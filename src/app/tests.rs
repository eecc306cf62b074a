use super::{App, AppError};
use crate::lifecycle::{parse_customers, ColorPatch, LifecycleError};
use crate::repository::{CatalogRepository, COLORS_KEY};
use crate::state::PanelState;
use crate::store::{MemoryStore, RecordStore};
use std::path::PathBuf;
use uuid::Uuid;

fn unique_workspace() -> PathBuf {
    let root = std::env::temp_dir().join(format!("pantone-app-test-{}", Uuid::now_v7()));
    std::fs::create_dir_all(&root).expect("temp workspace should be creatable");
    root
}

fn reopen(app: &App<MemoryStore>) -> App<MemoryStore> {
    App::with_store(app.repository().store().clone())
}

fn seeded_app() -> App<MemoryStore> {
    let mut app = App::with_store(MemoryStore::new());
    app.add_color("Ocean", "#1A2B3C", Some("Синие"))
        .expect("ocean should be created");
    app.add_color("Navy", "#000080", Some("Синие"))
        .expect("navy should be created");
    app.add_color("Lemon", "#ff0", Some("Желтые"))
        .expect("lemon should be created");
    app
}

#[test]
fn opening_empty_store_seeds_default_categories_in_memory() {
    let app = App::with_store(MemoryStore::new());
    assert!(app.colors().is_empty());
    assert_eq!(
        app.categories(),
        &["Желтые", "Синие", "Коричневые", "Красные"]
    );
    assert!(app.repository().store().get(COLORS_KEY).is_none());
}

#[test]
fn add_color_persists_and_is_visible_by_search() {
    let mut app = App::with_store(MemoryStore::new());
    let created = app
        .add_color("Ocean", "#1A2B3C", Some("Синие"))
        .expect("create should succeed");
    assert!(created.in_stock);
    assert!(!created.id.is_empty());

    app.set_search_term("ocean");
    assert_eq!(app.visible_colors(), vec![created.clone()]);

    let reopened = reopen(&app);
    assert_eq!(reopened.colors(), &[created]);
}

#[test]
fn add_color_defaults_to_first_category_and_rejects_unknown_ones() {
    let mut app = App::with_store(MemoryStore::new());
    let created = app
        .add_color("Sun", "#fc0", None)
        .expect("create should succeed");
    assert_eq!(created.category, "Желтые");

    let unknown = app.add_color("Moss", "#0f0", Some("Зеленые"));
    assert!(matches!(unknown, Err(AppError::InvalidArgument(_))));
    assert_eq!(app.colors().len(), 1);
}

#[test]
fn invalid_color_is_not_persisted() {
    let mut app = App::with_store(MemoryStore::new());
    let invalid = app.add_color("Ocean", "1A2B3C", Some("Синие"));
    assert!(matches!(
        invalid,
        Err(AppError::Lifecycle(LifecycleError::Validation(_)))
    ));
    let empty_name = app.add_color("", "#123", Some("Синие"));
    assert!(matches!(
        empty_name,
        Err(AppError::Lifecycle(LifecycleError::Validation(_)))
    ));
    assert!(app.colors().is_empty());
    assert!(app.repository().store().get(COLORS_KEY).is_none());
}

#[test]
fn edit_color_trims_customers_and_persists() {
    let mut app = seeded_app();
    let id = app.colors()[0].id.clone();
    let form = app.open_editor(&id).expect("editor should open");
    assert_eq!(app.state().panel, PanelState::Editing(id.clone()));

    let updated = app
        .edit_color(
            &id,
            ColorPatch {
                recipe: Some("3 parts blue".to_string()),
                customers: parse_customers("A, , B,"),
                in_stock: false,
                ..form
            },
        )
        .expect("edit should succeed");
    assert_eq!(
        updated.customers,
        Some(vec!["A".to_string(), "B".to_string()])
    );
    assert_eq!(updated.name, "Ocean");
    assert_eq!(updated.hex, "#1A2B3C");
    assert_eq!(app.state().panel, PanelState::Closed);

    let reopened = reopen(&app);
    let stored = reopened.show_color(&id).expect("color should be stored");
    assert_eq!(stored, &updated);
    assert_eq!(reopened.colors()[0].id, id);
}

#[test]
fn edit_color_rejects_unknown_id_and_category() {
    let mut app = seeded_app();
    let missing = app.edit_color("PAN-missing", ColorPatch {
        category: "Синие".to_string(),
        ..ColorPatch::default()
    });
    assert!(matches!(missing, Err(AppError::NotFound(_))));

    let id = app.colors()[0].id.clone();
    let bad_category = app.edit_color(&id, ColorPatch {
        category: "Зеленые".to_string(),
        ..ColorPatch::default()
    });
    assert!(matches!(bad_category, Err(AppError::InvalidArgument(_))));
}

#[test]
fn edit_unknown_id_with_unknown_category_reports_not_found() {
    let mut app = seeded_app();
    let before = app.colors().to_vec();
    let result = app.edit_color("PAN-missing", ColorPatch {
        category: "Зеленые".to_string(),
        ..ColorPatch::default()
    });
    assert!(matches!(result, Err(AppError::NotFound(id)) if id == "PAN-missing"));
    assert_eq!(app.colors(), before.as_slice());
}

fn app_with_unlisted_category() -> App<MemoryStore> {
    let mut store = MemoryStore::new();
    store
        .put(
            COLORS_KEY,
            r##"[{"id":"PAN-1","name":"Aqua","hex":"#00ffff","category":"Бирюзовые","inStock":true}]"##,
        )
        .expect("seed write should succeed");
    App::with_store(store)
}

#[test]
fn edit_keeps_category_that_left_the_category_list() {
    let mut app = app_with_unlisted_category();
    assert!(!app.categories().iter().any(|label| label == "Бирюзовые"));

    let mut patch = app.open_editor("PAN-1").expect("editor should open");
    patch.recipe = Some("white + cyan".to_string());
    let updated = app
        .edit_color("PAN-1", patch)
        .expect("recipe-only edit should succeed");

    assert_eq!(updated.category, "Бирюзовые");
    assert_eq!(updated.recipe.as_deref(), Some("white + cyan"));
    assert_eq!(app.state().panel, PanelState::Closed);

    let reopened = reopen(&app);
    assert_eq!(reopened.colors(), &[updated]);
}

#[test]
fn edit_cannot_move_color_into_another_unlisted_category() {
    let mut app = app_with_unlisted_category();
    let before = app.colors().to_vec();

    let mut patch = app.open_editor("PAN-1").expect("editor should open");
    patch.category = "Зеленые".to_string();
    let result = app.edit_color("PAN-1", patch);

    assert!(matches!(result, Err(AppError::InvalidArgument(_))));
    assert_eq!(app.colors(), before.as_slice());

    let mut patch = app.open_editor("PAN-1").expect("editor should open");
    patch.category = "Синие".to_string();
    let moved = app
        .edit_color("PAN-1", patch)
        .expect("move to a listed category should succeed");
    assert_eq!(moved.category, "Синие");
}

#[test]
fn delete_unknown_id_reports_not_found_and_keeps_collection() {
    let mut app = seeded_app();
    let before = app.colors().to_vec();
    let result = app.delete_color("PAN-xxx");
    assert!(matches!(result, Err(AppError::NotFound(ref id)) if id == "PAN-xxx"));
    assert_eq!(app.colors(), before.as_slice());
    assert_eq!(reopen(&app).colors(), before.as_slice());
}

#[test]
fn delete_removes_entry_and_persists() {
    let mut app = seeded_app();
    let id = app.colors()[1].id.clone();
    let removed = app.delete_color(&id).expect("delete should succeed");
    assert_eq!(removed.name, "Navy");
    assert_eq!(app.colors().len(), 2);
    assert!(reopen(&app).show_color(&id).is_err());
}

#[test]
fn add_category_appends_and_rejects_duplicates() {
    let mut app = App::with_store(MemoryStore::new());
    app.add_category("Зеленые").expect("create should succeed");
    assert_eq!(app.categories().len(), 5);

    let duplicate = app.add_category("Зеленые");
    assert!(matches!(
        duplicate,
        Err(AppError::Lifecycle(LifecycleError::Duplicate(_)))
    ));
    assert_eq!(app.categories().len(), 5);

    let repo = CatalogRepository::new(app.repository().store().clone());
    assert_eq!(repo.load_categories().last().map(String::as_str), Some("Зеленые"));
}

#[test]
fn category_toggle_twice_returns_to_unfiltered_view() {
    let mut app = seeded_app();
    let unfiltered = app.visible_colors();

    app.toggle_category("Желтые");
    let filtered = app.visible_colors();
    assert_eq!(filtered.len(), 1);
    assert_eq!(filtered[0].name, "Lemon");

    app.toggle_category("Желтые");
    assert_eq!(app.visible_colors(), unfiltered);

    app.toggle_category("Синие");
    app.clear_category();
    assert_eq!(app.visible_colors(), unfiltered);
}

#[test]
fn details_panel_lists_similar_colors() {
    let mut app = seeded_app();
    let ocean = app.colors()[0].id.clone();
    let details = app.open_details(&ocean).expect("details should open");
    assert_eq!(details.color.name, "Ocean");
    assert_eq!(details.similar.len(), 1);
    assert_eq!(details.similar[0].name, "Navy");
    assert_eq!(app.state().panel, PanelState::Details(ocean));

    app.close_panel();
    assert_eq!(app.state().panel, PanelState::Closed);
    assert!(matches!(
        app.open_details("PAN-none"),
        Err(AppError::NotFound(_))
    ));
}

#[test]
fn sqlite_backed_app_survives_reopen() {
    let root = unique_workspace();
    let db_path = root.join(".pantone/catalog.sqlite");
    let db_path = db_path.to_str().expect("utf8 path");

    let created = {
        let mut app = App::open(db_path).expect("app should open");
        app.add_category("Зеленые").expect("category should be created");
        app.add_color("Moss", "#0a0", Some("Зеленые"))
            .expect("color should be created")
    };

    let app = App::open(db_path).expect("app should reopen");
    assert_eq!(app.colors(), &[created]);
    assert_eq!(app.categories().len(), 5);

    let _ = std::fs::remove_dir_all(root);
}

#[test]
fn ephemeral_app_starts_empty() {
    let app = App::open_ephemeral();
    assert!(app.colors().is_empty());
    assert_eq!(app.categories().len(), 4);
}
#####
• [ACTIVITY]: Within the entries, find all lines that contain "ColorPatch" and copy each one.

• [OUTPUT]:
use crate::lifecycle::{parse_customers, ColorPatch, LifecycleError};
            ColorPatch {
    let missing = app.edit_color("PAN-missing", ColorPatch {
        ..ColorPatch::default()
    let bad_category = app.edit_color(&id, ColorPatch {
        ..ColorPatch::default()
    let result = app.edit_color("PAN-missing", ColorPatch {
        ..ColorPatch::default()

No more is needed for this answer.